What is Sunflower?

Sunflower extracts the text proper out of similarly-formatted HTML files. When you download an offline mirror of a Web site, the HTML files typically consist mostly of noise, such as advertisements, header, footer, a bunch of links. Sunflower is able to extract most of this noise automatically, with only minimal human intervention.

Sunflower (and its predecessor) has been used to extract many press texts for the National Corpus of Polish.

How it works

Just launch Sunflower and point it at the directory containing your collection. Sunflower will pick one file at random, extract all the strings from it and ask you to pick the strings that are contained in the text proper. You don't have to select all the strings -- typically two or three will do.
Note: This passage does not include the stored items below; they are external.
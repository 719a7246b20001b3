//! HTTP response

use admin_export_core::{AdminError, AdminResult, ExportResult};
use bytes::Bytes;
use hyper::header::{CONTENT_DISPOSITION, CONTENT_TYPE, HeaderName, HeaderValue, LOCATION};
use hyper::{HeaderMap, StatusCode};
use serde::Serialize;

/// HTTP Response representation
#[derive(Debug, Clone)]
pub struct Response {
	pub status: StatusCode,
	pub headers: HeaderMap,
	pub body: Bytes,
}

impl Response {
	/// Create a new Response with the given status code
	///
	/// # Examples
	///
	/// ```
	/// use admin_export_http::Response;
	/// use hyper::StatusCode;
	///
	/// let response = Response::new(StatusCode::OK);
	/// assert_eq!(response.status, StatusCode::OK);
	/// assert!(response.body.is_empty());
	/// ```
	pub fn new(status: StatusCode) -> Self {
		Self {
			status,
			headers: HeaderMap::new(),
			body: Bytes::new(),
		}
	}

	pub fn ok() -> Self {
		Self::new(StatusCode::OK)
	}

	pub fn not_found() -> Self {
		Self::new(StatusCode::NOT_FOUND)
	}

	pub fn method_not_allowed() -> Self {
		Self::new(StatusCode::METHOD_NOT_ALLOWED)
	}

	pub fn internal_server_error() -> Self {
		Self::new(StatusCode::INTERNAL_SERVER_ERROR)
	}

	/// `302 Found` pointing at `location`
	pub fn temporary_redirect(location: impl AsRef<str>) -> Self {
		Self::new(StatusCode::FOUND).with_location(location.as_ref())
	}

	/// `200 OK` HTML page
	pub fn html(body: impl Into<Bytes>) -> Self {
		Self::ok()
			.with_header(CONTENT_TYPE.as_str(), "text/html; charset=utf-8")
			.with_body(body)
	}

	/// `200 OK` carrying an export, as an attachment when the format asks for it
	pub fn export(result: ExportResult, attachment: bool) -> Self {
		let mut response = Self::ok().with_header(CONTENT_TYPE.as_str(), &result.mime_type);
		if attachment {
			response = response.with_header(
				CONTENT_DISPOSITION.as_str(),
				&format!("attachment; filename=\"{}\"", result.filename),
			);
		}
		response.with_body(result.data)
	}

	pub fn with_body(mut self, body: impl Into<Bytes>) -> Self {
		self.body = body.into();
		self
	}

	/// Set a header, ignoring names or values that are not valid HTTP
	pub fn with_header(mut self, name: &str, value: &str) -> Self {
		if let Ok(header_name) = HeaderName::from_bytes(name.as_bytes())
			&& let Ok(header_value) = HeaderValue::from_str(value)
		{
			self.headers.insert(header_name, header_value);
		}
		self
	}

	/// Set a header, failing on names or values that are not valid HTTP
	///
	/// # Examples
	///
	/// ```
	/// use admin_export_http::Response;
	///
	/// let response = Response::ok().try_header("x-note", "ok").unwrap();
	/// assert_eq!(response.header("x-note"), Some("ok"));
	/// assert!(Response::ok().try_header("x-note", "line\nbreak").is_err());
	/// ```
	pub fn try_header(mut self, name: &str, value: &str) -> AdminResult<Self> {
		let header_name = HeaderName::from_bytes(name.as_bytes())
			.map_err(|e| AdminError::ExportError(format!("header name {}: {}", name, e)))?;
		let header_value = HeaderValue::from_str(value)
			.map_err(|e| AdminError::ExportError(format!("header {}: {}", name, e)))?;
		self.headers.insert(header_name, header_value);
		Ok(self)
	}

	pub fn with_location(mut self, location: &str) -> Self {
		if let Ok(value) = HeaderValue::from_str(location) {
			self.headers.insert(LOCATION, value);
		}
		self
	}

	pub fn with_json<T: Serialize>(mut self, data: &T) -> Result<Self, serde_json::Error> {
		let json = serde_json::to_vec(data)?;
		self.body = Bytes::from(json);
		self.headers
			.insert(CONTENT_TYPE, HeaderValue::from_static("application/json"));
		Ok(self)
	}

	/// Header value as a string
	pub fn header(&self, name: &str) -> Option<&str> {
		self.headers.get(name).and_then(|v| v.to_str().ok())
	}

	/// Body as UTF-8 text, lossy
	pub fn text(&self) -> String {
		String::from_utf8_lossy(&self.body).into_owned()
	}
}

impl From<AdminError> for Response {
	fn from(error: AdminError) -> Self {
		if error.is_server_error() {
			tracing::error!(error = %error, "Request failed");
		} else {
			tracing::warn!(error = %error, "Request rejected");
		}

		let status =
			StatusCode::from_u16(error.status_code()).unwrap_or(StatusCode::INTERNAL_SERVER_ERROR);
		let body = serde_json::json!({
			"error": error.client_message(),
		});

		Response::new(status)
			.with_json(&body)
			.unwrap_or_else(|_| Response::internal_server_error())
	}
}
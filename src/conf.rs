//! Settings and fixture loading.

#[cfg(feature = "server")]
pub use admin_export_conf::*;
Once you are satisfied with the extracted document, click Next. Sunflower will then process another file from your collection, using the extraction rules it has just learned, and show you the result for review. Upon confirmation, the entire collection will be backed up (in case something goes wrong), and then modified in place.

Building it

Sunflower is written in Clojure and is buildable using Leiningen. Just say

lein uberjar

to produce a standalone jar. You will need to have flyingsaucer.jar in your local Maven repository; get the jar from Flying Saucer's site and do something along the lines of:

mvn install:install-file -DgroupId=flyingsaucer -DartifactId=flyingsaucer -Dversion=8.0 -Dfile=flyingsaucer.jar -DgeneratePom=true -Dpackaging=jar

Name and author

The program is so named because it hulls the essence out of HTML files, similarly to removing hull and extracting the kernel out of a sunflower seed.

Written by Daniel Janus, 2010; available under the terms of MIT License. See the file LICENSE for details.